A pergunta da Mônica foi simples, mas pegou os outros de surpresa.

— Nem sei quanto tempo vai levar! – Cebola respondeu. – Acho que a gente devia fazer isso o mais cedo possível porque a barreira só vai enfraquecer durante 24 horas.

Para os outros isso era um problema porque não era fácil para eles ficarem o dia inteiro fora de casa. Foi então que Mônica teve uma ideia.

— A Carmem vai dar uma festa de halloween no dia 31. Podemos falar que vamos ajudar na decoração, arrumar nossas fantasias, coisas assim. Aí nossos pais vão liberar.

— Só que a gente nem foi convidado! – Cascão disse.

— Vou dar um jeito de ela arrumar convites pra nós.

— Boa ideia. – Cebola disse. – Com essa festa, vamos ter um tempo extra pra resolver esse problema caso dê zebra.

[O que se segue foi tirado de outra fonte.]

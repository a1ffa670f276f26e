//! Error Taxonomy
//!
//! Every fatal outcome carries a specific, actionable reason so callers can
//! tell bad credentials from an unreachable network from a missing price.
//!
//! | Error | Recovery |
//! |-------|----------|
//! | [`CredentialError`] | none, fix configuration |
//! | [`AuthError`] | re-acquire a token and retry the session |
//! | [`TransportError`] | reconnect with backoff, bounded attempts |
//! | [`CollectionError::PriceUnavailable`] | surfaced to caller, no retry |
//!
//! Partial coverage is not an error; it is a flag on the snapshot.

use std::time::Duration;

use thiserror::Error;

// =============================================================================
// Credentials
// =============================================================================

/// Failure to resolve OAuth client credentials.
#[derive(Debug, Error)]
pub enum CredentialError {
    /// A required credential field is absent or empty.
    #[error("missing credential: {0}")]
    Missing(String),

    /// The secrets file could not be read.
    #[error("failed to read secrets file {path}: {source}")]
    Unreadable {
        /// File path.
        path: String,
        /// Underlying I/O error.
        #[source]
        source: std::io::Error,
    },

    /// The secrets file is not valid JSON of the expected shape.
    #[error("malformed secrets file {path}: {message}")]
    Malformed {
        /// File path.
        path: String,
        /// Parser message.
        message: String,
    },
}

// =============================================================================
// Authentication
// =============================================================================

/// Token acquisition or session authentication failure.
#[derive(Debug, Error)]
pub enum AuthError {
    /// The token endpoint rejected the credentials (4xx).
    #[error("invalid credential: HTTP {status}: {message}")]
    InvalidCredential {
        /// HTTP status code.
        status: u16,
        /// Response body excerpt.
        message: String,
    },

    /// The token endpoint could not be reached or failed server-side.
    #[error("token endpoint unreachable: {0}")]
    Unreachable(String),

    /// The response did not contain a token or TTL.
    #[error("malformed token response: {0}")]
    MalformedResponse(String),

    /// The streaming endpoint refused the streamer token.
    #[error("streamer token rejected: {0}")]
    TokenRejected(String),

    /// Credentials could not be resolved.
    #[error(transparent)]
    Credential(#[from] CredentialError),
}

impl AuthError {
    /// True when a fresh token may fix the failure.
    #[must_use]
    pub const fn is_token_rejected(&self) -> bool {
        matches!(self, Self::TokenRejected(_))
    }
}

// =============================================================================
// Transport
// =============================================================================

/// Streaming connection failure.
#[derive(Debug, Error)]
pub enum TransportError {
    /// The endpoint refused or failed the connection.
    #[error("failed to connect to {url}: {message}")]
    Connect {
        /// Endpoint URL.
        url: String,
        /// Underlying error message.
        message: String,
    },

    /// The endpoint did not answer within the connect timeout.
    #[error("connect timed out after {0:?}")]
    ConnectTimeout(Duration),

    /// The protocol handshake did not complete in time.
    #[error("handshake timed out after {0:?}")]
    HandshakeTimeout(Duration),

    /// No inbound traffic within the keep-alive timeout.
    #[error("keep-alive timed out after {0:?}")]
    KeepaliveTimeout(Duration),

    /// The connection closed unexpectedly.
    #[error("connection closed: {0}")]
    Closed(String),

    /// A frame could not be written.
    #[error("send failed: {0}")]
    Send(String),

    /// The server sent something the protocol does not allow here.
    #[error("protocol violation: {0}")]
    Protocol(String),
}

// =============================================================================
// Collection
// =============================================================================

/// Failure of a collection session. No snapshot is produced.
#[derive(Debug, Error)]
pub enum CollectionError {
    /// Credential or token failure.
    #[error(transparent)]
    Auth(#[from] AuthError),

    /// Connection failure after exhausting reconnect attempts.
    #[error(transparent)]
    Transport(#[from] TransportError),

    /// No underlying price arrived before the timeout.
    #[error("price unavailable for {symbol} after {waited:?}")]
    PriceUnavailable {
        /// Underlying symbol.
        symbol: String,
        /// Time waited.
        waited: Duration,
    },

    /// None of the requested contracts produced data.
    #[error("no data received for any of {requested} contracts")]
    NoData {
        /// Number of contracts subscribed.
        requested: usize,
    },

    /// The session exceeded its hard wall-clock deadline.
    #[error("collection deadline of {0:?} exceeded")]
    DeadlineExceeded(Duration),

    /// Collection parameters are unusable.
    #[error("invalid collection parameters: {0}")]
    InvalidParams(String),

    /// Another session is still running on this orchestrator.
    #[error("a collection session is already running")]
    AlreadyRunning,

    /// The session was stopped before any contract data arrived.
    #[error("collection stopped before contract data arrived")]
    Stopped,

    /// The client was used in a state that does not allow the operation.
    #[error("protocol client error: {0}")]
    Client(String),
}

A campainha tocou e Cebola deu um sobressalto. Ele estava sempre esperando que a polícia fosse bater à sua porta a qualquer momento. Bastou apenas um olhar para que o mapa dos esgotos fosse escondido, a lista guardada, a chave de ossos foi jogada numa gaveta e vários livros e cadernos encheram a mesa. Quando foi atender, viu que era só Denise. Ainda assim ele não queria de jeito nenhum que ela soubesse dos seus planos. 

— Você não vai acreditar no que eu descobri! O Maior bafão!

— Então entra aí e fala pra nós.

Ela não escondeu o desagrado quando viu Magali sentada à mesa, mas não falou nada porque a casa era do Cebola. A moça contou sobre sua visita ao Toni e finalizou.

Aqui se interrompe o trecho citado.